### WHAT TO DO
The span to be transcribed begins with the line that contains "vec![EntityType::KillChainPhase]" and ends with the last line of the listing; copy it exactly and include nothing else.

### AVAILABLE DATA
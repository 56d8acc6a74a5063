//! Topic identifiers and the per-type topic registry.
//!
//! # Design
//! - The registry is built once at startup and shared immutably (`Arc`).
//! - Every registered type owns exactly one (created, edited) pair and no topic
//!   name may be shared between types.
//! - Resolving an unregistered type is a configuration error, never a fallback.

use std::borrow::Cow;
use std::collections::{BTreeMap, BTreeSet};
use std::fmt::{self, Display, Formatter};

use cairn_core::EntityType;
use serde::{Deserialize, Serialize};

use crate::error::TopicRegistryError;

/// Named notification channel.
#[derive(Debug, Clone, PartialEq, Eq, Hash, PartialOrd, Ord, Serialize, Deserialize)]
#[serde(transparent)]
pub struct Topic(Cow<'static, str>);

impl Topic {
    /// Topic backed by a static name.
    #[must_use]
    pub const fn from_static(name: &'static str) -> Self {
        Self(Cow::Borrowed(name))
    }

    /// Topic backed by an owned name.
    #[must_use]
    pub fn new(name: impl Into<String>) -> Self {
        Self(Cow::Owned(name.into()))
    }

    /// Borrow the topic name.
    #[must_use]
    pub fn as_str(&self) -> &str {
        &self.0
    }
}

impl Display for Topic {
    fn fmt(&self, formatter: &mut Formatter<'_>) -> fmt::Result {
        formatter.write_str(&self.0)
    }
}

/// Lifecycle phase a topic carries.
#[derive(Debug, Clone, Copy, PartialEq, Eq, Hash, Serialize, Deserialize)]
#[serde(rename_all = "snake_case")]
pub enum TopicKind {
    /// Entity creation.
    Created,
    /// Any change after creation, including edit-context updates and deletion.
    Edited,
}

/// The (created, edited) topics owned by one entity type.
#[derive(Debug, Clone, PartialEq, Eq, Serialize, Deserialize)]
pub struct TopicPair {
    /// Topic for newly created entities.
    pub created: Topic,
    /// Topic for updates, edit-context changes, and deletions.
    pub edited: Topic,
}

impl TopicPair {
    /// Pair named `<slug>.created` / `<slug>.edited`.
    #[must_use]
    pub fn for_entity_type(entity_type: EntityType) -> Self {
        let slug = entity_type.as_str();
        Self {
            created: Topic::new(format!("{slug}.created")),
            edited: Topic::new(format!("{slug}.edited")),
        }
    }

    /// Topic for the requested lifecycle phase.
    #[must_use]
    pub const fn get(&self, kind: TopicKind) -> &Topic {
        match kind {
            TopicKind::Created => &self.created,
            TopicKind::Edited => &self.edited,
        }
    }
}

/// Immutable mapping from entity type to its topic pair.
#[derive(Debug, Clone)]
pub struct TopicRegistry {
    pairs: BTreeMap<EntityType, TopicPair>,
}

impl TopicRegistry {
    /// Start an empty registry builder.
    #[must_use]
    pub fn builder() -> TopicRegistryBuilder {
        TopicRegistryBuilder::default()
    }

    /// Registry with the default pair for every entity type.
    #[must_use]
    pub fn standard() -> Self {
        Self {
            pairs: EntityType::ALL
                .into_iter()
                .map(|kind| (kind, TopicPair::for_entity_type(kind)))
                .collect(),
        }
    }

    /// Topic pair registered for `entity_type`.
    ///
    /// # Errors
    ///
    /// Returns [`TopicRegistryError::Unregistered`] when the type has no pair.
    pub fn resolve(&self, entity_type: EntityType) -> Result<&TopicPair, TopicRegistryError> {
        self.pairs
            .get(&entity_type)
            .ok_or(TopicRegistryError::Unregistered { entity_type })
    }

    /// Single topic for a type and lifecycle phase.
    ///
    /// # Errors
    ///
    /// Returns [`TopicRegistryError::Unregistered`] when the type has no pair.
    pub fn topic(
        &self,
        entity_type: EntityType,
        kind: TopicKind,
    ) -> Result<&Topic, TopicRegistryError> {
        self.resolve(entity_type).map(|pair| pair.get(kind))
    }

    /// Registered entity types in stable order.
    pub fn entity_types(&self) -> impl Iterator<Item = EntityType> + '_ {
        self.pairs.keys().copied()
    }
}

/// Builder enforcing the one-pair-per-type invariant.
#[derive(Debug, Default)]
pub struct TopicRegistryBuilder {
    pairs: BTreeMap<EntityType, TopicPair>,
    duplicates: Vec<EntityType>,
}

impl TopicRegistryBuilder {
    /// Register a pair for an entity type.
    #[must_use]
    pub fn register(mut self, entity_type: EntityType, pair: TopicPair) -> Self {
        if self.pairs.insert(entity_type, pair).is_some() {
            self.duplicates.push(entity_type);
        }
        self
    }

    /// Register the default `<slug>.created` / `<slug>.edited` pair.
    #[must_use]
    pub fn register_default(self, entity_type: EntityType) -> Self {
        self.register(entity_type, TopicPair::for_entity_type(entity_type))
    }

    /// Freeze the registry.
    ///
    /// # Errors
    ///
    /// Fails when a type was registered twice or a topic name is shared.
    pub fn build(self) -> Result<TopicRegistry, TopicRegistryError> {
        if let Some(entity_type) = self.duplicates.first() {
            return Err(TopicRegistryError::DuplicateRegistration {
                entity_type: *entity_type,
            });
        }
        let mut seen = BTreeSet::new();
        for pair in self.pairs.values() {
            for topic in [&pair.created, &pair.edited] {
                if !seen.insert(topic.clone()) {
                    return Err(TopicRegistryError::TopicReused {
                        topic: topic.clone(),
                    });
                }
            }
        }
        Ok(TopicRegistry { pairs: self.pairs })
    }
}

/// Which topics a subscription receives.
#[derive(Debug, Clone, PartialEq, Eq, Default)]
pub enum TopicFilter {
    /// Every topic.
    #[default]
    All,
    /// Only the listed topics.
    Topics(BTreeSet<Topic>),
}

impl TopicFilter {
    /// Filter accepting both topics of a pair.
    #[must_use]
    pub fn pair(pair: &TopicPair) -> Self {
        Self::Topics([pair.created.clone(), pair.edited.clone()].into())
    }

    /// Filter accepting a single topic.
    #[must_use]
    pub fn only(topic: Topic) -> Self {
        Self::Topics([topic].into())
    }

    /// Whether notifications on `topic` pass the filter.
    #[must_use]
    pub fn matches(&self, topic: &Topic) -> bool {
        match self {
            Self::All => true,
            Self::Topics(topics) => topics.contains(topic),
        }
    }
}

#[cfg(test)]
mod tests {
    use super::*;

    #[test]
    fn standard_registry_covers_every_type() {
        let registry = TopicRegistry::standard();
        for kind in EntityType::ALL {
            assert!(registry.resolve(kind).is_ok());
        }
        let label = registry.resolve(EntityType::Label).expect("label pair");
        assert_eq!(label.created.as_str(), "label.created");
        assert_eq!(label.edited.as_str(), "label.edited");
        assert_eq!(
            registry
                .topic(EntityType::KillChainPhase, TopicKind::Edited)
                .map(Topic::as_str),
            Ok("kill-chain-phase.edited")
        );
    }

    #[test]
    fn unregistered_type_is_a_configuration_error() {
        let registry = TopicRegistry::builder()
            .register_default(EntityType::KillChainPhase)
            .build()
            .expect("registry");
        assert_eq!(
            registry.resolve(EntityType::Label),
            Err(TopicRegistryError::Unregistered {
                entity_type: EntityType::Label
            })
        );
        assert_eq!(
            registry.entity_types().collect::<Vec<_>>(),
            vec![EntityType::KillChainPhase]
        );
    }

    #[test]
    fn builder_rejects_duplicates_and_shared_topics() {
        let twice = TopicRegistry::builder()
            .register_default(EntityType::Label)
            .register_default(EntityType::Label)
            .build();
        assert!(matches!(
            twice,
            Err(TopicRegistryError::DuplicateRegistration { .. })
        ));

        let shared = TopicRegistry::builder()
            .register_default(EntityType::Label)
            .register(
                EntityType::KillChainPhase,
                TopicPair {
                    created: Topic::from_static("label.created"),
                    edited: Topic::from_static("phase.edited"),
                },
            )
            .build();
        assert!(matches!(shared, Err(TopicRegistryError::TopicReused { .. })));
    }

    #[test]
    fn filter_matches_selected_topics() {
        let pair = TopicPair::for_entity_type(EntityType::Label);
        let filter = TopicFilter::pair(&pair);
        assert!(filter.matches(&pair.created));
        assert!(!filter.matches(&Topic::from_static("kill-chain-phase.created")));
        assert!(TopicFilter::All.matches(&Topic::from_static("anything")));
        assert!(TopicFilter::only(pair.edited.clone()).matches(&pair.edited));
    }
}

### ANSWER TO THIS TASK
            vec![EntityType::KillChainPhase]
        );
    }

    #[test]
    fn builder_rejects_duplicates_and_shared_topics() {
        let twice = TopicRegistry::builder()
            .register_default(EntityType::Label)
            .register_default(EntityType::Label)
            .build();
        assert!(matches!(
            twice,
            Err(TopicRegistryError::DuplicateRegistration { .. })
        ));

        let shared = TopicRegistry::builder()
            .register_default(EntityType::Label)
            .register(
                EntityType::KillChainPhase,
                TopicPair {
                    created: Topic::from_static("label.created"),
                    edited: Topic::from_static("phase.edited"),
                },
            )
            .build();
        assert!(matches!(shared, Err(TopicRegistryError::TopicReused { .. })));
    }

    #[test]
    fn filter_matches_selected_topics() {
        let pair = TopicPair::for_entity_type(EntityType::Label);
        let filter = TopicFilter::pair(&pair);
        assert!(filter.matches(&pair.created));
        assert!(!filter.matches(&Topic::from_static("kill-chain-phase.created")));
        assert!(TopicFilter::All.matches(&Topic::from_static("anything")));
        assert!(TopicFilter::only(pair.edited.clone()).matches(&pair.edited));
    }
}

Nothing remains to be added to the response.